The pace of cloud based services adoption is steadily increasing for businesses, according to a recent report from GigaOM Research and North Bridge Venture Partners. In 2013, 75 percent of those surveyed said they are using some sort of cloud computing solutions, up from 67 percent last year. The report forecasted that the industry will hit nearly $159 billion by 2014, a 126.5 percent increase from 2011.

There were plenty of shifts in this year's report, according to the companies surveyed, including the fact that businesses are increasingly recognizing the advantages of innovation and agility as core competitive benefits of implementing cloud technology.
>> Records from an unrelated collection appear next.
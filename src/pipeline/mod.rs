//! Request transformation pipeline.
//!
//! # Data Flow
//! ```text
//! Egress (POST /rsf, internal caller → network):
//!     x-forward-to → caller token (RSF key cache) → sign body
//!         → allow-list headers → forward to destination
//!
//! Ingress (POST /on_settle|/on_report|/on_recon, network → internal):
//!     Authorization → verify (registry key cache) → credential headers
//!         → forward to <rsf_url>/api/v1/ondc<path>
//! ```
//!
//! # Design Decisions
//! - Requests are fully buffered; signatures cover the exact received bytes
//! - Collaborators are injected so each direction is testable without sockets
//! - The current time is a parameter, supplied by the server per request

pub mod egress;
pub mod ingress;

use axum::body::Bytes;
use axum::http::Method;
use std::sync::Arc;
use url::Url;

use crate::config::{ConfigError, ProxyConfig};
use crate::http::error::ProxyError;
use crate::http::forward::{Forwarder, HttpForwarder, UpstreamResponse};
use crate::http::headers::ProxyHeaders;
use crate::keys::{KeyCache, RegistryKeySource, RegistryResolver, RsfKeySource};
use crate::signing::{CallerAuthenticator, Signer, SigningIdentity, VerificationPolicy, Verifier};

pub use egress::Egress;
pub use ingress::{Credential, Ingress};

/// Route accepting calls from the settlement service.
pub const EGRESS_PATH: &str = "/rsf";
/// Routes accepting calls from the network.
pub const INGRESS_PATHS: &[&str] = &["/on_settle", "/on_report", "/on_recon"];
/// Prefix under the settlement service URL that ingress paths are appended to.
pub const INGRESS_PREFIX: &str = "/api/v1/ondc";

/// A buffered incoming request.
#[derive(Debug, Clone)]
pub struct ProxyRequest {
    pub method: Method,
    pub path: String,
    pub query: Option<String>,
    pub headers: ProxyHeaders,
    pub body: Bytes,
}

/// Both directions of the proxy.
pub struct ProxyPipeline {
    egress: Egress,
    ingress: Ingress,
}

impl ProxyPipeline {
    pub fn new(egress: Egress, ingress: Ingress) -> Self {
        Self { egress, ingress }
    }

    /// Wire up both directions from a validated configuration.
    pub fn from_config(config: &ProxyConfig, client: reqwest::Client) -> Result<Self, ConfigError> {
        let identity = SigningIdentity::from_base64(
            config.subscriber.id.clone(),
            config.identity.key_id.clone(),
            &config.identity.private_key,
        )?;
        let rsf_url = base_url("upstream.rsf_url", &config.upstream.rsf_url)?;
        let registry_url = base_url("upstream.registry_url", &config.upstream.registry_url)?;

        let rsf_source = RsfKeySource::new(client.clone(), &rsf_url)
            .map_err(|e| ConfigError::Url(format!("upstream.rsf_url: {}", e)))?;
        let registry_source = RegistryKeySource::new(client.clone(), &registry_url)
            .map_err(|e| ConfigError::Url(format!("upstream.registry_url: {}", e)))?;

        let caller_keys = Arc::new(KeyCache::from_config("rsf", Arc::new(rsf_source), &config.key_cache));
        let registry_keys = Arc::new(KeyCache::from_config(
            "registry",
            Arc::new(registry_source),
            &config.key_cache,
        ));

        let policy = VerificationPolicy {
            enforce_window: config.verification.enforce_window,
            clock_skew_secs: config.verification.clock_skew_secs,
            trusted_subscriber_id: config
                .verification
                .trusted_subscriber_id
                .clone()
                .filter(|id| !id.trim().is_empty()),
        };
        let verifier = Verifier::new(Arc::new(RegistryResolver::new(registry_keys)), policy);

        let forwarder: Arc<dyn Forwarder> = Arc::new(HttpForwarder::new(client));

        tracing::info!(
            subscriber_id = %identity.subscriber_id(),
            key_id = %identity.unique_key_id(),
            rsf_url = %rsf_url,
            registry_url = %registry_url,
            debug_headers = config.test_mode.allow_debug_headers,
            "Proxy pipeline configured"
        );

        let egress = Egress::new(
            Signer::new(identity),
            CallerAuthenticator::new(&config.subscriber.id, &config.subscriber.uri),
            caller_keys,
            forwarder.clone(),
            config.test_mode.allow_debug_headers,
        );
        let ingress = Ingress::new(
            verifier,
            Credential::new(&config.credential.key_id, &config.credential.secret_key),
            rsf_url,
            forwarder,
        );

        Ok(Self::new(egress, ingress))
    }

    pub async fn egress(&self, request: ProxyRequest, now: u64) -> Result<UpstreamResponse, ProxyError> {
        self.egress.handle(request, now).await
    }

    pub async fn ingress(&self, request: ProxyRequest, now: u64) -> Result<UpstreamResponse, ProxyError> {
        self.ingress.handle(request, now).await
    }
}

/// Parse a base URL and make sure its path ends in `/` so relative joins stay below it.
fn base_url(field: &str, raw: &str) -> Result<Url, ConfigError> {
    let mut url = Url::parse(raw.trim()).map_err(|e| ConfigError::Url(format!("{}: {}", field, e)))?;
    if !url.path().ends_with('/') {
        let path = format!("{}/", url.path());
        url.set_path(&path);
    }
    Ok(url)
}
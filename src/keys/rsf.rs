//! Key listing published by the settlement service.

use ed25519_dalek::VerifyingKey;
use futures_util::future::BoxFuture;
use serde::Deserialize;
use url::Url;

use crate::keys::{KeyError, KeySource};
use crate::signing::identity::decode_verifying_key;

/// Path of the key listing on the settlement service.
pub const KEYS_PATH: &str = "/public/auth/keys";

/// One entry of the listing.
#[derive(Debug, Clone, Deserialize)]
#[serde(rename_all = "camelCase")]
pub struct PublishedKey {
    pub key_id: String,
    pub public_key: String,
}

/// Fetches `GET <rsf_url>/public/auth/keys` and picks the requested key.
#[derive(Debug, Clone)]
pub struct RsfKeySource {
    client: reqwest::Client,
    url: Url,
}

impl RsfKeySource {
    pub fn new(client: reqwest::Client, rsf_url: &Url) -> Result<Self, url::ParseError> {
        Ok(Self {
            client,
            url: rsf_url.join(KEYS_PATH)?,
        })
    }

    pub fn url(&self) -> &Url {
        &self.url
    }

    async fn lookup(&self, key_id: &str) -> Result<Option<VerifyingKey>, KeyError> {
        let response = self
            .client
            .get(self.url.clone())
            .send()
            .await
            .map_err(|e| KeyError::Transport(e.to_string()))?;

        let status = response.status();
        if !status.is_success() {
            return Err(KeyError::Status(status.as_u16()));
        }

        let keys: Vec<PublishedKey> = response
            .json()
            .await
            .map_err(|e| KeyError::Decode(e.to_string()))?;

        match keys.into_iter().find(|k| k.key_id == key_id) {
            Some(found) => decode_verifying_key(&found.public_key)
                .map(Some)
                .map_err(|e| KeyError::Decode(e.to_string())),
            None => Ok(None),
        }
    }
}

impl KeySource for RsfKeySource {
    fn fetch<'a>(&'a self, key_id: &'a str) -> BoxFuture<'a, Result<Option<VerifyingKey>, KeyError>> {
        Box::pin(self.lookup(key_id))
    }
}
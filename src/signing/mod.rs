//! Request signing subsystem.
//!
//! # Data Flow
//! ```text
//! Outgoing (egress):
//!     body bytes → canonical.rs (digest, signing string)
//!                → signer.rs (Ed25519, SignatureHeader)
//!                → header.rs (wire format)
//!
//! Incoming (ingress):
//!     Authorization → header.rs (parse) → verifier.rs (window, key, signature)
//!
//! Internal caller:
//!     x-signature → caller.rs (open signed message, compare reference)
//! ```
//!
//! # Design Decisions
//! - Signing and verification always run over the exact bytes on the wire
//! - Time is passed in as epoch seconds so every check is testable

pub mod caller;
pub mod canonical;
pub mod error;
pub mod header;
pub mod identity;
pub mod signer;
pub mod verifier;

use std::time::{SystemTime, UNIX_EPOCH};

pub use caller::{issue_token, CallerAuthenticator};
pub use canonical::{body_digest, signing_string};
pub use error::AuthError;
pub use header::{KeyId, SignatureHeader};
pub use identity::{KeyMaterialError, SigningIdentity};
pub use signer::{SignatureMode, Signer, SIGNATURE_TTL_SECS};
pub use verifier::{Verification, VerificationPolicy, Verifier};

/// Current time as epoch seconds.
pub fn unix_now() -> u64 {
    SystemTime::now()
        .duration_since(UNIX_EPOCH)
        .unwrap_or_default()
        .as_secs()
}
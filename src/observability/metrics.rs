//! Metrics collection and exposition.
//!
//! # Metrics
//! - `proxy_requests_total` (counter): requests by route, status
//! - `proxy_request_duration_seconds` (histogram): latency by route
//! - `proxy_auth_failures_total` (counter): rejections by route, reason
//! - `proxy_key_cache_lookups_total` (counter): cache outcomes (hit, stale, miss, expired)
//! - `proxy_key_fetches_total` (counter): upstream key fetches (found, not_found, error)
//!
//! Recording is a no-op until `init_metrics` installs the exporter.

use metrics::{counter, histogram};
use metrics_exporter_prometheus::PrometheusBuilder;
use std::net::SocketAddr;
use std::time::Instant;

/// Install the Prometheus exporter with an HTTP scrape listener on `addr`.
pub fn init_metrics(addr: SocketAddr) {
    match PrometheusBuilder::new().with_http_listener(addr).install() {
        Ok(()) => tracing::info!(address = %addr, "Metrics endpoint listening"),
        Err(e) => tracing::error!(error = %e, "Failed to install metrics exporter"),
    }
}

pub fn record_request(route: &'static str, status: u16, start: Instant) {
    counter!(
        "proxy_requests_total",
        "route" => route,
        "status" => status.to_string()
    )
    .increment(1);
    histogram!("proxy_request_duration_seconds", "route" => route)
        .record(start.elapsed().as_secs_f64());
}

pub fn record_auth_failure(route: &'static str, reason: &'static str) {
    counter!("proxy_auth_failures_total", "route" => route, "reason" => reason).increment(1);
}

pub fn record_key_lookup(cache: &'static str, outcome: &'static str) {
    counter!("proxy_key_cache_lookups_total", "cache" => cache, "outcome" => outcome).increment(1);
}

pub fn record_key_fetch(cache: &'static str, outcome: &'static str) {
    counter!("proxy_key_fetches_total", "cache" => cache, "outcome" => outcome).increment(1);
}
Results from the report show:
- 52 percent of respondents use applications that advance business priorities and 36 percent use them to advance IT priorities
- 68 percent of both business and IT respondents see better migration to the cloud bringing at least equal or better total cost of ownership versus legacy hardware and software
- Software-as-a-service is the most popular use of cloud computing, as 63 percent of organizations utilize this, but infrastructure-as-a-service is the fastest rising model from last year, currently at 45 percent up from 35 percent last year
- The top two drivers are agility at 54.5 percent and scalability at 54.3 percent

"Self-empowered consumers and businesses are taking the lead, and in many instances, regardless of IT," Michael Skok, general partner at North Bridge Venture Partners said. "But IT is investing heavily by both adapting internal infrastructure and adopting public infrastructure to respond on demand, while managing the inevitable issues of compliance and regulation through hybrid approaches. And to realize the promise of the cloud, there is a clear call for the industry as a whole to help reduce complexity, and provide better interoperability."

Adopting early pays off
Another recent report, this one by a cloud computing solutions provider, showed that those who adopt the technology early see better results more quickly. Twenty-six percent of survey respondents were heavy users of the cloud and started to see their advantages of the cloud come in greater numbers than those who had just started using the technology. For example, 30 percent of those just starting in the cloud said they were given faster access to IT infrastructure versus 87 percent of heavy users.